Stamp on bullies early, schools advised

Bullying can start with six-year-olds but the success rate in tackling it is high for schools which take positive steps, according to one of Scotland's leading experts.

As the handling of bullying by the Nicolson Institute in the Western Isles once again raises the profile of the issue, Alan McLean, a principal psychologist in Glasgow, says bullying can start as early as primary 2 and is a bigger problem in primary schools because there is too little management time.

"I will guarantee the hard core of bullies in secondary started in primary and, undetected, the most extreme of them will become criminals," Mr McLean said in an interview with The TES Scotland.

Mr McLean carried out a survey of 16,000 pupils in 75 west ofScotland primaries and secondaries. This revealed that one in 20 pupils is severely bullied. Butone in four primary pupils said they were victims.

He challenged the assumption that schools could do little about bullying. Those which identify and tackle it report an 82 per cent success rate in stamping it out, he says.

Mr McLean said: "The key target for schools should be the bystanders. The victim usually feels shame. What we should do is transfer it to the bully by combating bystander apathy. The mistake schools make is to treat bullying incidents as isolated. Ad hoc punitive responses are inadequate."

He also warned schools to be on their guard against stereotypes which assume that bullies are incompetent and inept. Bullies usually have a strong personality and are manipulative, Mr McLean found. If the ringleader is a girl, she is likely to be sophisticated and intelligent.

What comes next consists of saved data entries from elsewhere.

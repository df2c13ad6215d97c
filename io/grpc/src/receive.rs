//! Inbound side of a stream: reassembles message frames out of DATA
//! payloads and hands them to a consumer thread.

use crate::buffer::ByteBuffer;
use crate::codec;
use crate::compression::Compression;
use crate::error::Error;
use crate::frame;
use crate::metrics::MESSAGES_RECEIVED;
use crate::status::Status;
use bytes::Bytes;
use crossbeam_channel::{Receiver, Sender, unbounded};
use parking_lot::Mutex;
use std::marker::PhantomData;
use std::sync::Arc;
use std::sync::atomic::{AtomicUsize, Ordering};
use tracing::{debug, trace};

/// One entry of the message queue.
#[derive(Debug)]
enum Item {
    /// Payload and the number of wire bytes it was framed in.
    Message(Bytes, usize),
    End,
    Error(Status),
}

struct Inner {
    buffer: ByteBuffer,
    encoding: Compression,
    /// Dropped on close so the queue disconnects behind the sentinel.
    tx: Option<Sender<Item>>,
    /// DATA bytes written so far.
    received: usize,
    /// Bytes already reported by `take_release`.
    released: usize,
}

/// The receiving half of one gRPC stream.
///
/// The connection thread calls [`write`](Self::write) with DATA payloads;
/// a consumer on another thread iterates [`consume`](Self::consume). Each
/// stream ends with exactly one terminal item: a clean end or an error.
///
/// Bytes of complete messages stay held until the consumer takes them.
/// The connection hands everything else back to the peer's flow-control
/// window through [`take_release`](Self::take_release).
pub struct ReceiveStream {
    inner: Mutex<Inner>,
    rx: Receiver<Item>,
    /// Wire bytes of queued messages not yet taken by the consumer.
    held: AtomicUsize,
    max_message_size: usize,
}

impl ReceiveStream {
    pub fn new(max_message_size: usize, encoding: Compression) -> Self {
        let (tx, rx) = unbounded();
        Self {
            inner: Mutex::new(Inner {
                buffer: ByteBuffer::new(),
                encoding,
                tx: Some(tx),
                received: 0,
                released: 0,
            }),
            rx,
            held: AtomicUsize::new(0),
            max_message_size,
        }
    }

    /// Set the encoding announced by the peer's headers.
    pub fn set_encoding(&self, encoding: Compression) {
        self.inner.lock().encoding = encoding;
    }

    pub fn is_closed(&self) -> bool {
        self.inner.lock().tx.is_none()
    }

    /// Feed one DATA payload. Discarded once the stream is closed.
    ///
    /// Every complete message in the buffer is queued. Framing violations
    /// are returned to the caller; a message that fails to decompress
    /// closes the stream with INTERNAL.
    pub fn write(&self, data: &[u8]) -> Result<(), Error> {
        let mut inner = self.inner.lock();
        inner.received += data.len();
        if inner.tx.is_none() {
            return Ok(());
        }
        inner.buffer.write(data);

        while let Some(message) = frame::decode_message(&mut inner.buffer, self.max_message_size)? {
            let wire_len = frame::HEADER_SIZE + message.payload.len();
            let payload = if message.compressed {
                if inner.encoding.is_identity() {
                    return Err(Error::Protocol(
                        "compressed message on a stream without grpc-encoding".into(),
                    ));
                }
                match inner
                    .encoding
                    .decompress(&message.payload, self.max_message_size)
                {
                    Ok(payload) => Bytes::from(payload),
                    Err(e) => {
                        debug!(error = %e, encoding = %inner.encoding, "decompression failed");
                        let status = Status::internal(format!("failed to decompress message: {}", e));
                        close_locked(&mut inner, Some(status));
                        return Ok(());
                    }
                }
            } else {
                message.payload
            };

            trace!(len = payload.len(), "message received");
            MESSAGES_RECEIVED.increment();
            if let Some(tx) = &inner.tx {
                self.held.fetch_add(wire_len, Ordering::AcqRel);
                let _ = tx.send(Item::Message(payload, wire_len));
            }
        }
        Ok(())
    }

    /// Enqueue the terminal item: a clean end, or `error`.
    ///
    /// Idempotent; only the first call has an effect.
    pub fn close(&self, error: Option<Status>) {
        close_locked(&mut self.inner.lock(), error);
    }

    /// Bytes the peer may send again: everything written since the last
    /// call that is not part of a message still waiting for the consumer.
    pub fn take_release(&self) -> usize {
        let mut inner = self.inner.lock();
        let held = self.held.load(Ordering::Acquire);
        let amount = inner
            .received
            .saturating_sub(held)
            .saturating_sub(inner.released);
        inner.released += amount;
        amount
    }

    /// Next raw payload, blocking until one is available.
    ///
    /// Returns `None` after the clean end, and after the terminal item has
    /// been taken by an earlier call.
    pub fn recv(&self) -> Option<Result<Bytes, Status>> {
        match self.rx.recv() {
            Ok(Item::Message(payload, wire_len)) => {
                self.held.fetch_sub(wire_len, Ordering::AcqRel);
                Some(Ok(payload))
            }
            Ok(Item::Error(status)) => Some(Err(status)),
            Ok(Item::End) | Err(_) => None,
        }
    }

    /// Iterate the stream's messages decoded as `M`.
    pub fn consume<M: prost::Message + Default>(self: &Arc<Self>) -> Streaming<M> {
        Streaming {
            stream: self.clone(),
            done: false,
            _marker: PhantomData,
        }
    }
}

fn close_locked(inner: &mut Inner, error: Option<Status>) {
    if let Some(tx) = inner.tx.take() {
        let item = match error {
            Some(status) => Item::Error(status),
            None => Item::End,
        };
        let _ = tx.send(item);
    }
}

/// Blocking iterator over a stream's decoded messages.
///
/// Yields `Err` at most once, as its final item.
pub struct Streaming<M> {
    stream: Arc<ReceiveStream>,
    done: bool,
    _marker: PhantomData<fn() -> M>,
}

impl<M: prost::Message + Default> Iterator for Streaming<M> {
    type Item = Result<M, Status>;

    fn next(&mut self) -> Option<Self::Item> {
        if self.done {
            return None;
        }
        let item = match self.stream.recv() {
            Some(Ok(payload)) => codec::decode(payload),
            Some(Err(status)) => Err(status),
            None => {
                self.done = true;
                return None;
            }
        };
        if item.is_err() {
            self.done = true;
        }
        Some(item)
    }
}

#[cfg(test)]
mod tests {
    use super::*;
    use crate::status::Code;
    use std::thread;

    fn framed(payloads: &[&[u8]], compression: Compression) -> Vec<u8> {
        let mut buf = ByteBuffer::new();
        for payload in payloads {
            let body = compression.compress(payload).unwrap();
            frame::encode_message(&body, !compression.is_identity(), &mut buf);
        }
        buf.read_all().to_vec()
    }

    fn drain(stream: &ReceiveStream) -> Vec<Result<Bytes, Status>> {
        std::iter::from_fn(|| stream.recv()).collect()
    }

    #[test]
    fn test_messages_split_across_writes() {
        let stream = ReceiveStream::new(1024, Compression::Identity);
        let bytes = framed(&[b"first", b"", b"third"], Compression::Identity);
        for chunk in bytes.chunks(3) {
            stream.write(chunk).unwrap();
        }
        stream.close(None);

        let items: Vec<_> = drain(&stream).into_iter().map(Result::unwrap).collect();
        assert_eq!(items, vec!["first", "", "third"]);
    }

    #[test]
    fn test_reassembly_at_every_split_point() {
        let payloads: [&[u8]; 3] = [b"first", b"", b"third message"];
        let bytes = framed(&payloads, Compression::Identity);
        for i in 0..=bytes.len() {
            for j in i..=bytes.len() {
                let stream = ReceiveStream::new(1024, Compression::Identity);
                stream.write(&bytes[..i]).unwrap();
                stream.write(&bytes[i..j]).unwrap();
                stream.write(&bytes[j..]).unwrap();
                stream.close(None);

                let items: Vec<_> = drain(&stream).into_iter().map(Result::unwrap).collect();
                assert_eq!(items, payloads, "split at {} and {}", i, j);
            }
        }
    }

    #[test]
    fn test_release_waits_for_consumer() {
        let stream = ReceiveStream::new(1024, Compression::Identity);
        // 5 + 3 and 5 + 5 wire bytes
        let bytes = framed(&[b"abc", b"defgh"], Compression::Identity);

        // a partial frame goes back to the peer at once
        stream.write(&bytes[..4]).unwrap();
        assert_eq!(stream.take_release(), 4);

        stream.write(&bytes[4..]).unwrap();
        assert_eq!(stream.take_release(), 0);

        assert_eq!(stream.recv().unwrap().unwrap(), "abc");
        assert_eq!(stream.take_release(), 4);
        assert_eq!(stream.recv().unwrap().unwrap(), "defgh");
        assert_eq!(stream.take_release(), 10);
        assert_eq!(stream.take_release(), 0);
    }

    #[test]
    fn test_discarded_bytes_are_released() {
        let stream = ReceiveStream::new(1024, Compression::Identity);
        stream.close(Some(Status::cancelled("gone")));
        stream.write(&[0u8; 100]).unwrap();
        assert_eq!(stream.take_release(), 100);
    }

    #[test]
    fn test_close_is_idempotent() {
        let stream = ReceiveStream::new(1024, Compression::Identity);
        stream.close(Some(Status::cancelled("first")));
        stream.close(None);
        stream.close(Some(Status::internal("second")));

        let items = drain(&stream);
        assert_eq!(items.len(), 1);
        assert_eq!(items[0].as_ref().unwrap_err().code(), Code::Cancelled);
        assert!(stream.recv().is_none());
    }

    #[test]
    fn test_write_after_close_is_ignored() {
        let stream = ReceiveStream::new(1024, Compression::Identity);
        stream.close(None);
        stream
            .write(&framed(&[b"late"], Compression::Identity))
            .unwrap();
        assert!(drain(&stream).is_empty());
    }

    #[test]
    fn test_compressed_messages() {
        let stream = ReceiveStream::new(1024, Compression::Identity);
        stream.set_encoding(Compression::Gzip);
        stream.write(&framed(&[b"zipped"], Compression::Gzip)).unwrap();
        stream.close(None);
        assert_eq!(drain(&stream)[0].as_ref().unwrap(), "zipped");
    }

    #[test]
    fn test_compressed_flag_without_encoding() {
        let stream = ReceiveStream::new(1024, Compression::Identity);
        let bytes = framed(&[b"zipped"], Compression::Gzip);
        assert!(matches!(stream.write(&bytes), Err(Error::Protocol(_))));
    }

    #[test]
    fn test_bad_compressed_payload_closes_with_internal() {
        let stream = ReceiveStream::new(1024, Compression::Deflate);
        let mut buf = ByteBuffer::new();
        frame::encode_message(b"not zlib", true, &mut buf);
        stream.write(&buf.read_all()).unwrap();

        assert!(stream.is_closed());
        let items = drain(&stream);
        assert_eq!(items[0].as_ref().unwrap_err().code(), Code::Internal);
    }

    #[test]
    fn test_oversize_message() {
        let stream = ReceiveStream::new(4, Compression::Identity);
        let bytes = framed(&[b"too long"], Compression::Identity);
        assert!(matches!(
            stream.write(&bytes),
            Err(Error::MessageTooLarge { size: 8, max: 4 })
        ));
    }

    #[test]
    fn test_consume_decodes_and_ends() {
        let stream = Arc::new(ReceiveStream::new(1024, Compression::Identity));
        let writer = stream.clone();
        let handle = thread::spawn(move || {
            for word in ["alpha", "beta"] {
                let payload = codec::EncodeMessage::encode_to_bytes(&word.to_string());
                writer
                    .write(&framed(&[&payload[..]], Compression::Identity))
                    .unwrap();
            }
            writer.close(Some(Status::not_found("gone")));
        });

        let items: Vec<Result<String, Status>> = stream.consume().collect();
        handle.join().unwrap();

        assert_eq!(items.len(), 3);
        assert_eq!(items[0].as_deref().unwrap(), "alpha");
        assert_eq!(items[1].as_deref().unwrap(), "beta");
        assert_eq!(items[2].as_ref().unwrap_err().code(), Code::NotFound);

        // already drained
        assert_eq!(stream.consume::<String>().count(), 0);
    }

    #[test]
    fn test_concurrent_writers_and_reader() {
        let stream = Arc::new(ReceiveStream::new(1024, Compression::Identity));
        let frame_bytes = framed(&[b"x"], Compression::Identity);

        let writers: Vec<_> = (0..4)
            .map(|_| {
                let stream = stream.clone();
                let bytes = frame_bytes.clone();
                thread::spawn(move || {
                    for _ in 0..250 {
                        stream.write(&bytes).unwrap();
                    }
                })
            })
            .collect();
        let reader = {
            let stream = stream.clone();
            thread::spawn(move || drain(&stream).len())
        };

        for writer in writers {
            writer.join().unwrap();
        }
        stream.close(None);
        assert_eq!(reader.join().unwrap(), 1000);
    }
}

East Renfrewshire is the latest council to firm up its anti-bullying strategy. It aims to encourage "the silent majority" of pupils to take more responsibility for prevention, especially in the playground. The intention is to move beyond crisis management to a preventative approach, according to a draft circular which has been issued for consultation.

Meanwhile 60 per cent of parents at the school in the centre of the current controversy say they are confident the Nicolson Institute in Stornoway would take any bullying incident seriously. A parent survey by the Western Isles showed that, of 405 responses, 40 per cent described bullying as a minor problem at the school but 27 per cent said it was serious.

Teacher leaders have challenged the survey's reliability, however, because it was based on anonymous returns contrary, they say, to the practice in HMI inspections.